*Instructions for the task*.
What lines in the records below include the word "chrono"? Return each one.

[Saved data entries]
⟨
//! # Phase
//!
//! Per-resource reconcile state machine.
//!
//! ```text
//! Idle ──drift──▶ Syncing ──success──▶ Settled ──drift──▶ Syncing
//!                   │  ▲
//!     transient fail└──┘      fatal fail ──▶ Failed ──drift──▶ Syncing
//! ```
//!
//! `Suspended` is entered from any phase while `spec.suspend` is true.

use crate::constants::RECONCILE_ANNOTATION;
use crate::crd::KeyVaultSecretSync;
use chrono::{DateTime, Utc};
use std::fmt;

#[derive(Debug, Clone, Copy, PartialEq, Eq, Default)]
pub enum Phase {
    #[default]
    Idle,
    Syncing,
    Settled,
    Failed,
    Suspended,
}

impl Phase {
    #[must_use]
    pub fn as_str(&self) -> &'static str {
        match self {
            Phase::Idle => "Idle",
            Phase::Syncing => "Syncing",
            Phase::Settled => "Settled",
            Phase::Failed => "Failed",
            Phase::Suspended => "Suspended",
        }
    }

    /// Phase recorded in status; unknown or missing values read as `Idle`
    #[must_use]
    pub fn parse(value: Option<&str>) -> Self {
        match value {
            Some("Syncing") => Phase::Syncing,
            Some("Settled") => Phase::Settled,
            Some("Failed") => Phase::Failed,
            Some("Suspended") => Phase::Suspended,
            _ => Phase::Idle,
        }
    }

    /// Apply an event
    ///
    /// Events that do not apply to the current phase leave it unchanged.
    #[must_use]
    pub fn transition(self, event: PhaseEvent) -> Self {
        match (self, event) {
            (_, PhaseEvent::Suspend) => Phase::Suspended,
            (_, PhaseEvent::DriftDetected) => Phase::Syncing,
            (Phase::Syncing, PhaseEvent::SyncSucceeded) => Phase::Settled,
            (Phase::Syncing, PhaseEvent::SyncFailed { fatal: false }) => Phase::Syncing,
            (Phase::Syncing, PhaseEvent::SyncFailed { fatal: true }) => Phase::Failed,
            (phase, _) => phase,
        }
    }
}

impl fmt::Display for Phase {
    fn fmt(&self, f: &mut fmt::Formatter<'_>) -> fmt::Result {
        f.write_str(self.as_str())
    }
}

#[derive(Debug, Clone, Copy, PartialEq, Eq)]
pub enum PhaseEvent {
    DriftDetected,
    SyncSucceeded,
    SyncFailed { fatal: bool },
    Suspend,
}

/// Why a resource needs to converge again
#[derive(Debug, Clone, Copy, PartialEq, Eq)]
pub enum DriftReason {
    /// Spec generation differs from the observed generation
    SpecChanged,
    /// Manual trigger annotation present
    Manual,
    /// Refresh interval elapsed
    RefreshDue,
    /// Previous reconcile did not settle and its retry is due
    NotSettled,
}

impl DriftReason {
    /// Trigger label used in metrics and logs
    #[must_use]
    pub fn as_str(&self) -> &'static str {
        match self {
            DriftReason::SpecChanged => "spec-change",
            DriftReason::Manual => "manual",
            DriftReason::RefreshDue => "timer-based",
            DriftReason::NotSettled => "not-settled",
        }
    }
}

/// Tolerance applied to `nextReconcileTime`, the requeue may fire slightly early
const REFRESH_TOLERANCE_SECS: i64 = 2;

/// Detect drift for a resource, `None` when it is settled and current
#[must_use]
pub fn detect_drift(resource: &KeyVaultSecretSync, now: DateTime<Utc>) -> Option<DriftReason> {
    let status = resource.status.as_ref();
    let generation = resource.metadata.generation;
    let observed_generation = status.and_then(|s| s.observed_generation);

    if observed_generation.is_none() || generation != observed_generation {
        return Some(DriftReason::SpecChanged);
    }

    let has_manual_trigger = resource
        .metadata
        .annotations
        .as_ref()
        .is_some_and(|annotations| annotations.contains_key(RECONCILE_ANNOTATION));
    if has_manual_trigger {
        return Some(DriftReason::Manual);
    }

    // Failed and retrying resources wait for their scheduled retry like settled ones wait for refresh
    let due = status
        .and_then(|s| s.next_reconcile_time.as_deref())
        .and_then(|t| DateTime::parse_from_rfc3339(t).ok())
        .is_none_or(|next| {
            now >= next.with_timezone(&Utc) - chrono::Duration::seconds(REFRESH_TOLERANCE_SECS)
        });
    if !due {
        return None;
    }

    if Phase::parse(status.and_then(|s| s.phase.as_deref())) == Phase::Settled {
        Some(DriftReason::RefreshDue)
    } else {
        Some(DriftReason::NotSettled)
    }
}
⟩
*Response to the task*.
use chrono::{DateTime, Utc};
            now >= next.with_timezone(&Utc) - chrono::Duration::seconds(REFRESH_TOLERANCE_SECS)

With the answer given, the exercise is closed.